So three scenes in some level of detail, and if you don’t really care about picking the brains of your little minions, you don’t have to. And for the ones you do, hey, you get to express yourself through choice, prioritising the blorbos you most want to inhale. To which you will reasonably say: well, people will savestate to see them all anyway. To which I will say: that’s fine, but they can’t then blame me for pacing issues, and the absence of rewards takes any gamification out of it.

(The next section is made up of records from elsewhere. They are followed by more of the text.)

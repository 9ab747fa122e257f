//! Metrics definitions for the Room Controller.
//!
//! All metrics follow Prometheus naming conventions:
//! - `rc_` prefix for Room Controller
//! - `_total` suffix for counters
//!
//! # Cardinality
//!
//! Every label is drawn from a closed set:
//! - `actor_type`: controller, room, session
//! - `topic_kind`: signal, room, group, upload
//! - `outcome`: accepted, duplicate, gap, rejected
//! - `reason`: stopped, owner_left, room_closed
//! - `kind`: user, internal, cancelled

use metrics::{counter, gauge};
use metrics_exporter_prometheus::{PrometheusBuilder, PrometheusHandle};

/// Install the Prometheus recorder and return the handle used to render
/// `/metrics`.
///
/// # Errors
///
/// Returns error if a recorder is already installed.
pub fn init_metrics_recorder() -> Result<PrometheusHandle, String> {
    PrometheusBuilder::new()
        .install_recorder()
        .map_err(|e| format!("Failed to install Prometheus metrics recorder: {e}"))
}

// ============================================================================
// Gauges
// ============================================================================

/// Metric: `rc_sessions_active`
pub fn set_sessions_active(count: usize) {
    // usize to f64 conversion is safe for realistic session counts (< 2^53)
    #[allow(clippy::cast_precision_loss)]
    gauge!("rc_sessions_active").set(count as f64);
}

/// Metric: `rc_rooms_active`
pub fn set_rooms_active(count: usize) {
    #[allow(clippy::cast_precision_loss)]
    gauge!("rc_rooms_active").set(count as f64);
}

/// Set the mailbox depth for an actor type.
///
/// Metric: `rc_actor_mailbox_depth`
/// Labels: `actor_type`
pub fn set_actor_mailbox_depth(actor_type: &str, depth: usize) {
    #[allow(clippy::cast_precision_loss)]
    gauge!("rc_actor_mailbox_depth", "actor_type" => actor_type.to_string()).set(depth as f64);
}

// ============================================================================
// Counters
// ============================================================================

/// Metric: `rc_bus_events_published_total`
/// Labels: `topic_kind`
pub fn record_bus_event_published(topic_kind: &str) {
    counter!("rc_bus_events_published_total", "topic_kind" => topic_kind.to_string())
        .increment(1);
}

/// Metric: `rc_bus_listener_failures_total`
pub fn record_bus_listener_failure() {
    counter!("rc_bus_listener_failures_total").increment(1);
}

/// Metric: `rc_upload_chunks_total`
/// Labels: `outcome`
pub fn record_upload_chunk(outcome: &str) {
    counter!("rc_upload_chunks_total", "outcome" => outcome.to_string()).increment(1);
}

/// Metric: `rc_upload_bytes_total`
pub fn record_upload_bytes(bytes: usize) {
    counter!("rc_upload_bytes_total").increment(bytes as u64);
}

/// Recordings finalized with a gap.
///
/// Metric: `rc_recordings_incomplete_total`
pub fn record_recording_incomplete() {
    counter!("rc_recordings_incomplete_total").increment(1);
}

/// Metric: `rc_recordings_finalized_total`
/// Labels: `reason`
pub fn record_recording_finalized(reason: &str) {
    counter!("rc_recordings_finalized_total", "reason" => reason.to_string()).increment(1);
}

/// Metric: `rc_handler_errors_total`
/// Labels: `kind`
pub fn record_handler_error(kind: &str) {
    counter!("rc_handler_errors_total", "kind" => kind.to_string()).increment(1);
}

/// Metric: `rc_actor_panics_total`
/// Labels: `actor_type`
pub fn record_actor_panic(actor_type: &str) {
    counter!("rc_actor_panics_total", "actor_type" => actor_type.to_string()).increment(1);
}

#[cfg(test)]
#[allow(clippy::unwrap_used, clippy::expect_used)]
mod tests {
    use super::*;
    use metrics_util::debugging::{DebugValue, DebuggingRecorder};

    // Without an installed recorder these calls go to the no-op recorder.
    #[test]
    fn test_recording_functions_without_recorder() {
        set_sessions_active(3);
        set_rooms_active(1);
        set_actor_mailbox_depth("room", 12);
        record_bus_event_published("room");
        record_bus_listener_failure();
        record_upload_chunk("gap");
        record_recording_finalized("owner_left");
        record_upload_bytes(4096);
        record_recording_incomplete();
        record_handler_error("user");
        record_actor_panic("session");
    }

    #[test]
    fn test_counters_are_labelled() {
        let recorder = DebuggingRecorder::new();
        let snapshotter = recorder.snapshotter();

        metrics::with_local_recorder(&recorder, || {
            record_upload_chunk("accepted");
            record_upload_chunk("accepted");
            record_upload_chunk("duplicate");
            set_rooms_active(4);
        });

        let snapshot = snapshotter.snapshot().into_vec();
        let accepted = snapshot.iter().find(|(key, _, _, _)| {
            key.key().name() == "rc_upload_chunks_total"
                && key
                    .key()
                    .labels()
                    .any(|label| label.key() == "outcome" && label.value() == "accepted")
        });
        assert!(matches!(accepted, Some((_, _, _, DebugValue::Counter(2)))));

        let rooms = snapshot
            .iter()
            .find(|(key, _, _, _)| key.key().name() == "rc_rooms_active");
        assert!(rooms.is_some());
    }
}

Curiously, menu bases might actually come back separately… though not really willingly, on my part. If they do, it would be very much stripped-down and stapled on in the aftermath, purely as a way to redeem support conversations. I don’t really want to do support conversations at all, but the base system as implemented hasn’t really left room for them otherwise and… unfortunately, Full Supports is just a really good marketing keyphrase. Homecoming’s reception has been extremely strong, but its link click downloads haven’t quite been doing the business as I’d hoped. Putting in the OP that most of the cast had just a handful of lines may have been a little too bold. If I can have there be on-map setup and then the conversations take place off the battlefield, that works out well. We’ll see what’s possible in a couple of years. If I run out of steam, that’s the first thing I’d want to sacrifice.

Misc

I’m becoming increasingly enamoured of breakable walls in indoor maps. Honestly, I think you’d see them more often if they weren’t really annoying to set up.

The early front-runner for ‘most Marmite character’ is Prii, a termagant you have the option to acquire in Chapter 8x. The second-favourite is… Traxhar, the mauler you have the option to recruit instead of Prii in Chapter 8x.

The recurring RPG mechanic where you rob a tomb and get loot at the cost of awakening enemy undead is cool. It’s past time it came to the GBAFE format.

Time for a transparent plug. Hey, did you know that there’s a bunch of custom campaigns on Backloggd (DoW and Do5 among them)? Well, there are. What’s Backloggd? It’s Letterboxd but for games. If you want to leave a review out in the wild, there is a place one can leave reviews.

Next Time: Act 1 Complete? Probably?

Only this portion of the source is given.